The Dividend Yield Spread (0.37 vs. 0.34) is Bullish. NYSE short interest was up +0.3% and 3.4 days of average volume for the period ending 6/15/21 vs. being down -0.4% and 3.2 days average volume to cover at the end of May. Short interest at the NASDAQ was down -0.6% and 2.4 days of average volume mid-June vs. a +0.0% increase and 2.5 days average volume to cover on 5/31/21. The Fear and Greed Index (33.8 vs. 49.0), the NAAIM Exposure Index (70.9 vs. 98.5) and the VIX, a measurement of fear in the market, (15.62 vs. 20.70) are Neutral. The Percentage of Bullish Investment Advisors (56.5% vs. 54.1%), the Percentage of Bearish Investment Advisors (15.8% vs. 16.3%), the AAII Bull-Bear Ratio (1.7 vs. 1.6), the Total Put/Call Ratio (0.83 vs. 0.89) and the Bullish-Bearish Investment Advisors Ratio (3.6 vs. 3.3) are Bearish.

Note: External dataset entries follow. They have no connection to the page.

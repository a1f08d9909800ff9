use super::{report, OperationCode, ResultCode};
use crate::error::{ForgeResult, GraphError};
use crate::graph::{
    AddParam, ConcatParam, ConstData, Conv2DParam, DataType, FullyConnectedParam, Model, Node, OpKind,
    OperandIndex, Operation, Pool2DParam, ReshapeParam, Shape, SoftmaxParam, TypeInfo,
};

/// NNAPI operand type descriptor.
#[derive(Debug, Clone, PartialEq)]
pub struct OperandType {
    pub code: i32,
    pub dimensions: Vec<u32>,
    pub scale: f32,
    pub zero_point: i32,
}

impl OperandType {
    pub fn tensor_f32(dimensions: &[u32]) -> Self {
        Self {
            code: 3,
            dimensions: dimensions.to_vec(),
            scale: 0.0,
            zero_point: 0,
        }
    }

    pub fn scalar_i32() -> Self {
        Self {
            code: 1,
            dimensions: Vec::new(),
            scale: 0.0,
            zero_point: 0,
        }
    }

    pub fn scalar_f32() -> Self {
        Self {
            code: 0,
            dimensions: Vec::new(),
            scale: 0.0,
            zero_point: 0,
        }
    }
}

/// Graph construction by operand and operation code.
#[derive(Debug, Default)]
pub struct ModelBuilder {
    model: Model,
    operand_count: u32,
}

impl ModelBuilder {
    pub fn new() -> Self {
        Self::default()
    }

    /// Append an operand; on success the new operand index is returned.
    pub fn add_operand(&mut self, operand_type: &OperandType) -> Result<u32, ResultCode> {
        let result = self.try_add_operand(operand_type);
        match result {
            Ok(index) => {
                self.operand_count += 1;
                Ok(index.value())
            }
            Err(err) => Err(report("add_operand", Err::<(), _>(err))),
        }
    }

    fn try_add_operand(&mut self, operand_type: &OperandType) -> ForgeResult<OperandIndex> {
        let dtype = DataType::from_code(operand_type.code).ok_or_else(|| GraphError::TypeMismatch {
            index: OperandIndex(self.operand_count),
            expected: "a known operand type code".to_string(),
            actual: operand_type.code.to_string(),
        })?;
        let type_info = TypeInfo {
            dtype,
            scale: operand_type.scale,
            zero_point: operand_type.zero_point,
        };
        let dims: Vec<usize> = operand_type.dimensions.iter().map(|d| *d as usize).collect();
        self.model.add_operand(Shape::new(dims), type_info)
    }

    pub fn set_operand_value(&mut self, index: u32, bytes: &[u8]) -> ResultCode {
        let result = self.model.set_operand_value(OperandIndex(index), ConstData::new(bytes.to_vec()));
        report("set_operand_value", result)
    }

    pub fn add_operation(&mut self, code: i32, inputs: &[u32], outputs: &[u32]) -> ResultCode {
        let result = decode(code, &indices(inputs), &indices(outputs))
            .and_then(|operation| self.model.add_operation(operation));
        report("add_operation", result)
    }

    pub fn identify_inputs_and_outputs(&mut self, inputs: &[u32], outputs: &[u32]) -> ResultCode {
        let result = (|| -> ForgeResult<()> {
            for index in indices(inputs) {
                self.model.add_input(index)?;
            }
            for index in indices(outputs) {
                self.model.add_output(index)?;
            }
            Ok(())
        })();
        report("identify_inputs_and_outputs", result)
    }

    pub fn finish(&mut self) -> ResultCode {
        report("finish", self.model.finish_building())
    }

    pub fn model(&self) -> &Model {
        &self.model
    }

    pub fn into_model(self) -> Model {
        self.model
    }
}

fn indices(raw: &[u32]) -> Vec<OperandIndex> {
    raw.iter().copied().map(OperandIndex).collect()
}

fn arity(kind: OpKind, expected: usize, inputs: &[OperandIndex], outputs: &[OperandIndex]) -> ForgeResult<()> {
    if inputs.len() != expected {
        return Err(GraphError::ArityMismatch {
            kind,
            expected: expected.to_string(),
            actual: inputs.len(),
        }
        .into());
    }
    if outputs.len() != 1 {
        return Err(GraphError::ArityMismatch {
            kind,
            expected: "1 output".to_string(),
            actual: outputs.len(),
        }
        .into());
    }
    Ok(())
}

/// Map NNAPI operand lists onto a node: data inputs first, attribute
/// operands into the param struct.
fn decode(code: i32, inputs: &[OperandIndex], outputs: &[OperandIndex]) -> ForgeResult<Operation> {
    let op = OperationCode::from_code(code).ok_or(GraphError::UnknownOperationCode(code))?;
    let out = outputs.to_vec();
    let operation = match op {
        OperationCode::Conv2D => {
            arity(OpKind::Conv2D, 7, inputs, outputs)?;
            let param = Conv2DParam {
                padding: inputs[3],
                hstride: inputs[4],
                vstride: inputs[5],
                activation: inputs[6],
            };
            Operation::Conv2D(Node::new(inputs[..3].to_vec(), out, param))
        }
        OperationCode::MaxPool2D | OperationCode::AveragePool2D => {
            let kind = if op == OperationCode::MaxPool2D {
                OpKind::MaxPool2D
            } else {
                OpKind::AvgPool2D
            };
            arity(kind, 7, inputs, outputs)?;
            let param = Pool2DParam {
                padding: inputs[1],
                hstride: inputs[2],
                vstride: inputs[3],
                kw: inputs[4],
                kh: inputs[5],
                activation: inputs[6],
            };
            let node = Node::new(vec![inputs[0]], out, param);
            if kind == OpKind::MaxPool2D {
                Operation::MaxPool2D(node)
            } else {
                Operation::AvgPool2D(node)
            }
        }
        OperationCode::Concatenation => {
            let (axis, data) = inputs.split_last().ok_or_else(|| GraphError::ArityMismatch {
                kind: OpKind::Concat,
                expected: "at least 2".to_string(),
                actual: 0,
            })?;
            arity(OpKind::Concat, inputs.len(), inputs, outputs)?;
            Operation::Concat(Node::new(data.to_vec(), out, ConcatParam { axis: *axis }))
        }
        OperationCode::FullyConnected => {
            arity(OpKind::FullyConnected, 4, inputs, outputs)?;
            let param = FullyConnectedParam {
                activation: inputs[3],
            };
            Operation::FullyConnected(Node::new(inputs[..3].to_vec(), out, param))
        }
        OperationCode::Reshape => {
            arity(OpKind::Reshape, 2, inputs, outputs)?;
            let param = ReshapeParam {
                shape: Some(inputs[1]),
            };
            Operation::Reshape(Node::new(vec![inputs[0]], out, param))
        }
        OperationCode::Softmax => {
            arity(OpKind::Softmax, 2, inputs, outputs)?;
            let param = SoftmaxParam { beta: inputs[1] };
            Operation::Softmax(Node::new(vec![inputs[0]], out, param))
        }
        OperationCode::Add => {
            arity(OpKind::Add, 3, inputs, outputs)?;
            let param = AddParam {
                activation: inputs[2],
            };
            Operation::Add(Node::new(inputs[..2].to_vec(), out, param))
        }
        OperationCode::CastEx => {
            arity(OpKind::Cast, 1, inputs, outputs)?;
            Operation::Cast(Node::new(vec![inputs[0]], out, ()))
        }
    };
    Ok(operation)
}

VIX readings under 13.00 are regarded as bearish while those above 30.0 are bullish.


U.S equity funds, including ETF activity, had inflows of $10 billion for the reporting period ending 6/23/21 compared to outflows of $7.1 billion the previous week


**To view the charts and graphs of the major market indexes and pertinent technical indicators that are incorporated in the Momentum and Sentiment indexes go to the Market-At-A-Glance section located under Market Recap on the Market Edge home page.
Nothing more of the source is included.